DRM (Digital Rights Management) is the other other big curse of modern technology. Did you know that when you buy music online (from most stores, not all), you don’t actually own it, you just just own certain rights? Try to move that file to another computer and the new computer will have real trouble playing it. This is why I will always buy CDs and I will never buy anything from iTunes. This is why I will continue to rent actual DVDs rather than downloading videos. Because discs are DRM-free. Did you know that Amazon recently launched a video download service that nobody wanted, because of all the restrictions put on the files? If I remember correctly, you couldn’t even copy the videos onto portable media players. And none of it was Amazon’s fault; it was the corporate greed of poorly educated studio executives who didn’t understand the online business model and made unreasonable demands.
It took a long time for the entertainment industry to back the idea of selling music online, and it’s like we’re back to square one with videos.

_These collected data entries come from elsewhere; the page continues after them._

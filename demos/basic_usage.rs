//! Basic usage example for the Maelstrom SDK
//!
//! This example demonstrates:
//! - Creating a client
//! - Resolving a canonical pool key
//! - Reading pool prices

use maelstrom_sdk::{MaelstromClient, ProtocolConfig, TokenDescriptor};

#[tokio::main]
async fn main() -> Result<(), Box<dyn std::error::Error>> {
    // Create client against a local node
    let client = MaelstromClient::with_rpc("http://localhost:5050", ProtocolConfig::mainnet());

    // Resolve the canonical key for an ETH/USDC pool with a 0.3% fee and
    // 0.6% tick spacing. Argument order does not matter; the resolver
    // sorts the pair and remembers which side was which.
    let eth = TokenDescriptor::Symbol("ETH".into());
    let usdc = TokenDescriptor::Symbol("USDC".into());
    let pool = client
        .pool
        .resolve_pool_key(&eth, &usdc, "0.3".parse()?, "0.6".parse()?, None)
        .await?;

    println!("Pool key:");
    println!("  token0: {} ({})", pool.token0.symbol, pool.token0.address);
    println!("  token1: {} ({})", pool.token1.symbol, pool.token1.address);
    println!("  fee: {}", pool.key.fee);
    println!("  tick spacing: {}", pool.key.tick_spacing);

    // Read the current price (requires a running node with this pool)
    match client.pool.price(&pool.key).await {
        Ok(price) => {
            println!("Sqrt ratio: {:#x}", price.sqrt_ratio);
            println!("Tick: {}", price.tick);
            let display = client.pool.price_display(&pool).await?;
            println!(
                "Price: {display} {} per {}",
                pool.token1.symbol, pool.token0.symbol
            );
        }
        Err(e) => {
            println!("Price read failed: {e}");
        }
    }

    println!("\nSDK Version: {}", maelstrom_sdk::VERSION);

    Ok(())
}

Corporate greed holds back progress. The funny thing is that all this money poured into anti-piracy achieves absolutely nothing. The pirates are busy hanging out on Usenet and BitTorrent. And because of the way those services work, all it takes is one person somewhere in the world to have one copy of a brand new movie, and before you know it, the file is being shared by hundreds, then thousands.
DRM is totally irrelevant to pirates and succeeds only in treating customers like criminals. Being anti-DRM is not about being anti-copyright or pro-piracy. It’s about trying to get back end-user convenience. (By the way, yesterday was the offical “Day Against DRM,” so that’s why you’re reading this from me.)
Yes, it’s a sad day for technology, but thankfully not everything’s so bleak. Nintendo have unexpectedly embraced (or at least turned a blind eye to) homebrew development on their DS handheld console. And a healthy homemade software scene has developed. Archos make some great media players that are capable of playing Xvid files. In my living room, I have a great little budget DVD player by H&B that will play Xvid files from a CD-ROM. It even has a VGA output port for attaching a computer monitor, which is fairly unique. And the player can be region-hacked by pressing a few buttons. It only cost me £40.
Okay, I’ve ranted long enough and gone way off-topic. To the dedicated people who spend long hours hacking technology to give us a much better experience, thank you! Now, hurry up and hack the 360 to bits.